Gene-editing, whether it is for crops or livestock, has long been a global hot-button topic within the ag world and beyond.

Some fear the so-called “Frankenstein-ing” of the foods people consume as being an affront to the public well-being, with some likening it to the failed eugenics movement of racial improvement of the early 20th century and/or planned breeding.

To be fair, the concept of planned breeding has gone on in the world of humanity since wolves were domesticated to become the breed of dogs we invite into our home.

The same holds true for how we breed swine, cattle—both dairy and beef—poultry, you name it, and the animals we consume on a daily basis are certainly different from how they appeared on the average North American farm 150 years ago.

Farmers have certainly done the same to crops.
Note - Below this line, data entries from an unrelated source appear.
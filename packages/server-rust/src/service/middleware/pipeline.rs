//! The operation stack both channels submit into.

use tower::ServiceBuilder;

use super::load_shed::{LoadShedLayer, LoadShedService};
use super::metrics::{MetricsLayer, MetricsService};
use crate::service::config::ServerConfig;
use crate::service::router::OperationRouter;

/// Cloneable; clones share the admission permits.
pub type OperationPipeline = LoadShedService<MetricsService<OperationRouter>>;

/// Admission runs first so shed operations cost nothing; metrics wrap only
/// the operations that were admitted.
#[must_use]
pub fn build_operation_pipeline(router: OperationRouter, config: &ServerConfig) -> OperationPipeline {
    ServiceBuilder::new()
        .layer(LoadShedLayer::new(config.max_concurrent_operations))
        .layer(MetricsLayer)
        .service(router)
}

#[cfg(test)]
mod tests {
    use std::sync::Arc;
    use std::time::Duration;

    use tower::ServiceExt;

    use super::*;
    use crate::directory::MemoryDirectory;
    use crate::service::middleware::load_shed::tests::read_op;
    use crate::service::operation::OperationError;
    use crate::service::{EventRelay, OperationExecutor, SubscriptionManager, WorkDispatcher};

    fn router(relay: &EventRelay) -> OperationRouter {
        OperationRouter::new(
            OperationExecutor::new(WorkDispatcher::new(relay.publisher())),
            SubscriptionManager::new(Arc::new(MemoryDirectory::new()), Duration::from_secs(60)),
        )
    }

    #[tokio::test]
    async fn reads_reach_the_router() {
        let relay = EventRelay::builder(4).build();
        let pipeline = build_operation_pipeline(router(&relay), &ServerConfig::default());

        let resp = pipeline.oneshot(read_op(1)).await.unwrap();
        assert!(resp.body.contains("Hello from topicast!"));
    }

    #[tokio::test]
    async fn zero_capacity_sheds_everything() {
        let relay = EventRelay::builder(4).build();
        let config = ServerConfig {
            max_concurrent_operations: 0,
            ..ServerConfig::default()
        };
        let pipeline = build_operation_pipeline(router(&relay), &config);

        let result = pipeline.oneshot(read_op(1)).await;
        assert!(matches!(result, Err(OperationError::Overloaded)));
    }
}
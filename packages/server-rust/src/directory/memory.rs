//! In-memory [`ConnectionDirectory`] keeping both indexes under one lock.

use std::collections::{BTreeSet, HashMap};
use std::sync::Arc;
use std::time::Duration;

use async_trait::async_trait;
use parking_lot::RwLock;
use topicast_core::{now_millis, ConnectionId, ConnectionRecord};
use tracing::debug;

use super::expiry_after;
use crate::error::DirectoryError;
use crate::traits::ConnectionDirectory;

type Clock = Arc<dyn Fn() -> u64 + Send + Sync>;

/// Forward and reverse maps. Every `(topic, connection, expiry)` triple is
/// present in both or in neither.
#[derive(Debug, Default)]
struct Index {
    by_topic: HashMap<String, HashMap<ConnectionId, u64>>,
    by_connection: HashMap<ConnectionId, HashMap<String, u64>>,
}

impl Index {
    fn insert(&mut self, topic: &str, connection_id: &ConnectionId, expires_at: u64) {
        self.by_topic
            .entry(topic.to_string())
            .or_default()
            .insert(connection_id.clone(), expires_at);
        self.by_connection
            .entry(connection_id.clone())
            .or_default()
            .insert(topic.to_string(), expires_at);
    }

    /// Returns whether the pair was stored.
    fn remove(&mut self, topic: &str, connection_id: &ConnectionId) -> bool {
        let mut removed = false;
        if let Some(conns) = self.by_topic.get_mut(topic) {
            removed = conns.remove(connection_id).is_some();
            if conns.is_empty() {
                self.by_topic.remove(topic);
            }
        }
        if let Some(topics) = self.by_connection.get_mut(connection_id) {
            topics.remove(topic);
            if topics.is_empty() {
                self.by_connection.remove(connection_id);
            }
        }
        removed
    }
}

/// Directory held entirely in process memory.
///
/// A single `RwLock` guards both indexes so a reader never observes one
/// side of a put or delete without the other. Reads take the shared lock;
/// writes are O(1) per pair.
pub struct MemoryDirectory {
    index: RwLock<Index>,
    clock: Clock,
}

impl MemoryDirectory {
    #[must_use]
    pub fn new() -> Self {
        Self::with_clock(Arc::new(now_millis))
    }

    /// Creates a directory reading time from `clock` (milliseconds since epoch).
    #[must_use]
    pub fn with_clock(clock: Clock) -> Self {
        Self {
            index: RwLock::new(Index::default()),
            clock,
        }
    }

    /// Number of physically stored records, expired ones included.
    #[must_use]
    pub fn record_count(&self) -> usize {
        self.index.read().by_topic.values().map(HashMap::len).sum()
    }

    /// Point-in-time copy of every stored record.
    #[must_use]
    pub fn snapshot(&self) -> Vec<ConnectionRecord> {
        let index = self.index.read();
        index
            .by_topic
            .iter()
            .flat_map(|(topic, conns)| {
                conns.iter().map(|(conn, expires_at)| ConnectionRecord {
                    topic: topic.clone(),
                    connection_id: conn.clone(),
                    expires_at: *expires_at,
                })
            })
            .collect()
    }
}

impl Default for MemoryDirectory {
    fn default() -> Self {
        Self::new()
    }
}

#[async_trait]
impl ConnectionDirectory for MemoryDirectory {
    async fn put(
        &self,
        topic: &str,
        connection_id: &ConnectionId,
        ttl: Duration,
    ) -> Result<(), DirectoryError> {
        let expires_at = expiry_after((self.clock)(), ttl);
        self.index.write().insert(topic, connection_id, expires_at);
        Ok(())
    }

    async fn find_subscribers(&self, topic: &str) -> Result<BTreeSet<ConnectionId>, DirectoryError> {
        let now = (self.clock)();
        let index = self.index.read();
        Ok(index
            .by_topic
            .get(topic)
            .map(|conns| {
                conns
                    .iter()
                    .filter(|(_, expires_at)| **expires_at > now)
                    .map(|(conn, _)| conn.clone())
                    .collect()
            })
            .unwrap_or_default())
    }

    async fn find_topics(
        &self,
        connection_id: &ConnectionId,
    ) -> Result<BTreeSet<String>, DirectoryError> {
        let now = (self.clock)();
        let index = self.index.read();
        Ok(index
            .by_connection
            .get(connection_id)
            .map(|topics| {
                topics
                    .iter()
                    .filter(|(_, expires_at)| **expires_at > now)
                    .map(|(topic, _)| topic.clone())
                    .collect()
            })
            .unwrap_or_default())
    }

    async fn delete(&self, topic: &str, connection_id: &ConnectionId) -> Result<(), DirectoryError> {
        if !self.index.write().remove(topic, connection_id) {
            debug!(%topic, connection = %connection_id, "delete of absent record");
        }
        Ok(())
    }

    async fn purge_expired(&self) -> Result<usize, DirectoryError> {
        let now = (self.clock)();
        let mut index = self.index.write();
        let expired: Vec<(String, ConnectionId)> = index
            .by_topic
            .iter()
            .flat_map(|(topic, conns)| {
                conns
                    .iter()
                    .filter(|(_, expires_at)| **expires_at <= now)
                    .map(|(conn, _)| (topic.clone(), conn.clone()))
            })
            .collect();

        Ok(expired
            .iter()
            .filter(|(topic, conn)| index.remove(topic, conn))
            .count())
    }
}
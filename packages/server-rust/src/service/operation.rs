//! Types flowing through the operation pipeline.

use topicast_core::{
    Document, ErrorCode, GraphQlError, HttpResponse, OperationKind, OperationRequest, Transport,
};

use crate::error::{DirectoryError, RelayError};

/// A submitted operation that passed classification.
///
/// `kind` is derived from the first definition of `document`. A `Subscribe`
/// operation is only ever constructed with a persistent transport.
#[derive(Debug, Clone)]
pub struct Operation {
    pub call_id: u64,
    pub kind: OperationKind,
    pub document: Document,
    pub request: OperationRequest,
    pub transport: Transport,
}

/// Response produced by the router: a status code and a textual body.
pub type OperationResponse = HttpResponse;

/// Errors returned by operation handlers after classification.
#[derive(Debug, thiserror::Error)]
pub enum OperationError {
    #[error(transparent)]
    Directory(#[from] DirectoryError),
    #[error(transparent)]
    Relay(#[from] RelayError),
    #[error("server overloaded, try again later")]
    Overloaded,
    #[error("{0}")]
    BadInput(String),
    #[error("internal error: {0}")]
    Internal(#[from] anyhow::Error),
}

impl OperationError {
    /// Status code reported to the caller for this failure.
    #[must_use]
    pub fn status_code(&self) -> u16 {
        match self {
            Self::BadInput(_) => 400,
            Self::Overloaded => 503,
            Self::Directory(_) | Self::Relay(_) | Self::Internal(_) => 500,
        }
    }

    /// Client-facing error entry for this failure.
    #[must_use]
    pub fn to_graphql(&self) -> GraphQlError {
        match self {
            Self::BadInput(message) => GraphQlError::new(ErrorCode::BadUserInput, message.clone()),
            Self::Overloaded => GraphQlError::new(ErrorCode::ServiceUnavailable, self.to_string()),
            Self::Directory(_) | Self::Relay(_) | Self::Internal(_) => {
                GraphQlError::new(ErrorCode::Internal, "Internal server error")
            }
        }
    }
}

/// Errors from classifying a submitted operation.
#[derive(Debug, Clone, thiserror::Error)]
pub enum ClassifyError {
    /// The body or document did not parse; no semantic check ran.
    #[error("syntax error: {}", .0.message)]
    Syntax(GraphQlError),
    /// Schema validation failed; errors are returned verbatim.
    #[error("{} validation error(s)", .0.len())]
    Semantic(Vec<GraphQlError>),
    /// A subscription arrived over a one-shot channel.
    #[error("subscriptions require a persistent connection")]
    TransportIncompatible,
}

impl ClassifyError {
    /// Client-facing error entries.
    #[must_use]
    pub fn errors(&self) -> Vec<GraphQlError> {
        match self {
            Self::Syntax(err) => vec![err.clone()],
            Self::Semantic(errors) => errors.clone(),
            Self::TransportIncompatible => vec![GraphQlError::new(
                ErrorCode::TransportIncompatible,
                "Subscription not supported over a one-shot request",
            )],
        }
    }

    #[must_use]
    pub fn status_code(&self) -> u16 {
        400
    }
}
If you’ve eaten a banana within the past 50 years, chances are you aren’t eating the same banana prevalent on grocery shelves back in the 1950s.
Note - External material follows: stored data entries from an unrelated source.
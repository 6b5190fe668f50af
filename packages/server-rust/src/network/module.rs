//! HTTP/WebSocket front end.
//!
//! The module is built in steps: [`NetworkModule::new`] creates the registry
//! (fanout needs it as its push gateway before anything else exists),
//! [`NetworkModule::start`] binds, [`NetworkModule::attach`] takes the
//! operation services, and [`NetworkModule::serve`] runs until shutdown.

use std::future::Future;
use std::sync::Arc;
use std::time::{Duration, Instant};

use anyhow::{anyhow, Context as _};
use axum::routing::{get, post};
use axum::Router;
use axum_server::tls_rustls::RustlsConfig;
use futures_util::future::join_all;
use tokio::net::TcpListener;
use tracing::{info, warn};

use super::config::{NetworkConfig, TlsConfig};
use super::connection::ConnectionRegistry;
use super::handlers::websocket::disconnect;
use super::handlers::{
    graphql_handler, health_handler, liveness_handler, readiness_handler, ws_upgrade_handler,
    AppState,
};
use super::middleware::build_http_layers;
use super::shutdown::ShutdownController;
use crate::service::{OperationIngress, SubscriptionManager};

/// Longest wait for in-flight operations once connections are closed.
const DRAIN_TIMEOUT: Duration = Duration::from_secs(30);
/// Grace given to open TLS sessions after the drain finishes.
const TLS_CLOSE_GRACE: Duration = Duration::from_secs(5);

fn health_routes() -> Router<AppState> {
    Router::new()
        .route("/health", get(health_handler))
        .route("/health/live", get(liveness_handler))
        .route("/health/ready", get(readiness_handler))
}

/// `/ws` is the persistent channel, `/graphql` the one-shot channel; the
/// `/health` routes report [`super::HealthState`].
pub fn build_router(state: AppState) -> Router {
    let layers = build_http_layers(&state.config);
    health_routes()
        .route("/ws", get(ws_upgrade_handler))
        .route("/graphql", post(graphql_handler))
        .layer(layers)
        .with_state(state)
}

pub struct NetworkModule {
    config: NetworkConfig,
    registry: Arc<ConnectionRegistry>,
    shutdown: Arc<ShutdownController>,
    listener: Option<TcpListener>,
    ingress: Option<OperationIngress>,
    subscriptions: Option<SubscriptionManager>,
}

impl NetworkModule {
    #[must_use]
    pub fn new(config: NetworkConfig) -> Self {
        Self {
            registry: Arc::new(ConnectionRegistry::new(config.connection.clone())),
            shutdown: Arc::new(ShutdownController::new()),
            config,
            listener: None,
            ingress: None,
            subscriptions: None,
        }
    }

    /// Open connections; also the push gateway used by fanout.
    #[must_use]
    pub fn registry(&self) -> Arc<ConnectionRegistry> {
        Arc::clone(&self.registry)
    }

    #[must_use]
    pub fn shutdown_controller(&self) -> Arc<ShutdownController> {
        Arc::clone(&self.shutdown)
    }

    pub fn attach(&mut self, ingress: OperationIngress, subscriptions: SubscriptionManager) {
        self.ingress = Some(ingress);
        self.subscriptions = Some(subscriptions);
    }

    /// Binds the listener and returns the port actually bound.
    ///
    /// # Errors
    ///
    /// Fails if the address cannot be bound.
    pub async fn start(&mut self) -> anyhow::Result<u16> {
        let addr = self.config.bind_address();
        let listener = TcpListener::bind(&addr)
            .await
            .with_context(|| format!("failed to bind {addr}"))?;
        let local = listener.local_addr()?;
        info!(%local, tls = self.config.tls.is_some(), "listener bound");

        self.listener = Some(listener);
        Ok(local.port())
    }

    /// Accepts connections until `shutdown` resolves, then drains: health
    /// goes to `Draining`, every persistent connection is closed and its
    /// subscriptions removed, in-flight operations are awaited, and health
    /// ends at `Stopped`.
    ///
    /// # Errors
    ///
    /// Fails if `start()` or `attach()` was skipped, or on a fatal I/O error.
    pub async fn serve(self, shutdown: impl Future<Output = ()> + Send + 'static) -> anyhow::Result<()> {
        let listener = self
            .listener
            .ok_or_else(|| anyhow!("start() must be called before serve()"))?;
        let (Some(ingress), Some(subscriptions)) = (self.ingress, self.subscriptions) else {
            return Err(anyhow!("attach() must be called before serve()"));
        };

        let state = AppState {
            registry: self.registry,
            shutdown: Arc::clone(&self.shutdown),
            config: Arc::new(self.config),
            ingress,
            subscriptions,
            start_time: Instant::now(),
        };
        let router = build_router(state.clone());
        let tls = state.config.tls.clone();
        let drained = async move {
            shutdown.await;
            drain(&state).await;
        };

        self.shutdown.set_ready();
        match tls {
            None => {
                axum::serve(listener, router)
                    .with_graceful_shutdown(drained)
                    .await?;
                Ok(())
            }
            Some(tls) => serve_tls(listener, router, &tls, drained).await,
        }
    }
}

/// `axum-server` with rustls, taking over the listener bound in `start()`.
async fn serve_tls(
    listener: TcpListener,
    router: Router,
    tls: &TlsConfig,
    drained: impl Future<Output = ()> + Send + 'static,
) -> anyhow::Result<()> {
    let rustls = RustlsConfig::from_pem_file(&tls.cert_path, &tls.key_path)
        .await
        .with_context(|| format!("failed to load TLS material from {}", tls.cert_path.display()))?;

    let handle = axum_server::Handle::new();
    let closer = handle.clone();
    tokio::spawn(async move {
        drained.await;
        closer.graceful_shutdown(Some(TLS_CLOSE_GRACE));
    });

    axum_server::from_tcp_rustls(listener.into_std()?, rustls)
        .handle(handle)
        .serve(router.into_make_service())
        .await?;
    Ok(())
}

async fn drain(state: &AppState) {
    state.shutdown.trigger_shutdown();

    let open = state.registry.take_all();
    if !open.is_empty() {
        info!(connections = open.len(), "closing persistent connections");
        for handle in &open {
            handle.close("server shutting down");
        }
        join_all(open.iter().map(|handle| disconnect(state, &handle.id))).await;
    }

    if state.shutdown.wait_for_drain(DRAIN_TIMEOUT).await {
        info!("drain complete");
    } else {
        warn!(
            in_flight = state.shutdown.in_flight_count(),
            "drain timed out with operations still running"
        );
    }
}

#[cfg(test)]
mod tests {
    use super::*;
    use crate::network::connection::OutboundMessage;
    use crate::network::handlers::health::tests::test_state;
    use crate::network::HealthState;

    fn loopback() -> NetworkConfig {
        NetworkConfig {
            host: "127.0.0.1".into(),
            ..NetworkConfig::default()
        }
    }

    #[test]
    fn registry_is_shared_with_callers() {
        let module = NetworkModule::new(NetworkConfig::default());
        assert!(Arc::ptr_eq(&module.registry(), &module.registry()));
    }

    #[tokio::test]
    async fn start_reports_the_bound_port() {
        let mut module = NetworkModule::new(loopback());
        assert_ne!(module.start().await.unwrap(), 0);
    }

    #[tokio::test]
    async fn serve_requires_start_then_attach() {
        let unbound = NetworkModule::new(loopback());
        let err = unbound.serve(std::future::pending::<()>()).await.unwrap_err();
        assert!(err.to_string().contains("start()"));

        let mut unattached = NetworkModule::new(loopback());
        unattached.start().await.unwrap();
        let err = unattached.serve(std::future::pending::<()>()).await.unwrap_err();
        assert!(err.to_string().contains("attach()"));
    }

    #[tokio::test]
    async fn drain_closes_connections_and_removes_their_subscriptions() {
        let state = test_state();
        state.shutdown.set_ready();
        let (handle, mut rx) = state.registry.register();
        state.subscriptions.on_subscribe("room1", &handle.id).await.unwrap();

        drain(&state).await;

        assert_eq!(state.registry.count(), 0);
        assert!(matches!(rx.recv().await, Some(OutboundMessage::Close(_))));
        let report = state.subscriptions.on_disconnect(&handle.id).await.unwrap();
        assert!(report.removed.is_empty());
        assert_eq!(state.shutdown.health_state(), HealthState::Stopped);
    }
}
//! Colored terminal output utilities.

use console::{Style, Term};

/// Terminal output formatter.
///
/// Progress and summaries go to stdout, failures to stderr.
pub(crate) struct Output {
    out: Term,
    err: Term,
    green: Style,
    yellow: Style,
    red: Style,
}

impl Output {
    #[must_use]
    pub(crate) fn new() -> Self {
        Self {
            out: Term::stdout(),
            err: Term::stderr(),
            green: Style::new().green(),
            yellow: Style::new().yellow(),
            red: Style::new().red(),
        }
    }

    /// Print an info message.
    pub(crate) fn info(&self, msg: &str) {
        let _ = self.out.write_line(msg);
    }

    /// Print a success message (green).
    pub(crate) fn success(&self, msg: &str) {
        let _ = self.out.write_line(&self.green.apply_to(msg).to_string());
    }

    /// Print a warning message (yellow).
    pub(crate) fn warning(&self, msg: &str) {
        let _ = self.out.write_line(&self.yellow.apply_to(msg).to_string());
    }

    /// Print an error message (red, stderr).
    pub(crate) fn error(&self, msg: &str) {
        let _ = self.err.write_line(&self.red.apply_to(msg).to_string());
    }
}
By 1965, the Gros Michel species of banana was the banana of choice, but was wiped out by a disease, with a different but similar strain of fungal disease taking out the global commercial banana plantations. We now nosh on the Cavendish banana, but because the same disease that wiped out the Gros Michael—Panama Disease—is currently wreaking havoc on plantations around the world with fears it will hit South America, it has caused scientists to begin work on developing a hybrid version of the Cavendish and a Madagascan banana that they hope will resist the fungus.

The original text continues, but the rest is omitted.